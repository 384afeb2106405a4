//! Bounded in-memory log storage.
//!
//! [`MemoryStore`] keeps the most recent records in insertion order and
//! answers queries with the same semantics as the file store. It is useful
//! for embedded use and as a test backend for the [`Logger`](crate::Logger).

use std::collections::VecDeque;
use std::sync::atomic::{AtomicBool, Ordering};

use parking_lot::RwLock;

use crate::error::{LogError, Result};
use crate::traits::LogBackend;
use crate::types::{LogFilter, LogRecord};

/// Default number of records retained.
pub const DEFAULT_MAX_ENTRIES: usize = 100_000;

/// Thread-safe in-memory log store.
pub struct MemoryStore {
    max_entries: usize,
    /// Records, oldest first
    records: RwLock<VecDeque<LogRecord>>,
    /// Whether the store is accepting reads and writes
    open: AtomicBool,
}

impl Default for MemoryStore {
    fn default() -> Self {
        Self::new(DEFAULT_MAX_ENTRIES)
    }
}

impl MemoryStore {
    /// Creates a store that retains at most `max_entries` records.
    #[must_use]
    pub fn new(max_entries: usize) -> Self {
        Self {
            max_entries: max_entries.max(1),
            records: RwLock::new(VecDeque::new()),
            open: AtomicBool::new(false),
        }
    }

    /// Returns the number of stored records.
    #[must_use]
    pub fn len(&self) -> usize {
        self.records.read().len()
    }

    /// Returns true if the store is empty.
    #[must_use]
    pub fn is_empty(&self) -> bool {
        self.records.read().is_empty()
    }

    /// Removes every record.
    pub fn clear(&self) {
        self.records.write().clear();
    }

    fn ensure_open(&self) -> Result<()> {
        if self.open.load(Ordering::Acquire) {
            Ok(())
        } else {
            Err(LogError::Closed)
        }
    }
}

impl LogBackend for MemoryStore {
    async fn connect(&self) -> Result<()> {
        self.open.store(true, Ordering::Release);
        Ok(())
    }

    #[allow(clippy::significant_drop_tightening)]
    async fn write(&self, record: &LogRecord) -> Result<()> {
        self.ensure_open()?;

        let mut records = self.records.write();
        records.push_back(record.clone());
        while records.len() > self.max_entries {
            records.pop_front();
        }
        Ok(())
    }

    async fn query(&self, filter: &LogFilter) -> Result<Vec<LogRecord>> {
        self.ensure_open()?;

        let matching = self
            .records
            .read()
            .iter()
            .filter(|r| r.matches(filter))
            .cloned()
            .collect();
        Ok(filter.paginate(matching))
    }

    async fn close(&self) -> Result<()> {
        self.open.store(false, Ordering::Release);
        Ok(())
    }
}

▶ Exercise aim:
Restate word for word the lines in the material above from the one with "Err(LogError::Closed)" to the one with "async fn write(&self, record: &LogRecord)"; both of those lines count, and nothing else does.

▶ Response box:
            Err(LogError::Closed)
        }
    }
}

impl LogBackend for MemoryStore {
    async fn connect(&self) -> Result<()> {
        self.open.store(true, Ordering::Release);
        Ok(())
    }

    #[allow(clippy::significant_drop_tightening)]
    async fn write(&self, record: &LogRecord) -> Result<()> {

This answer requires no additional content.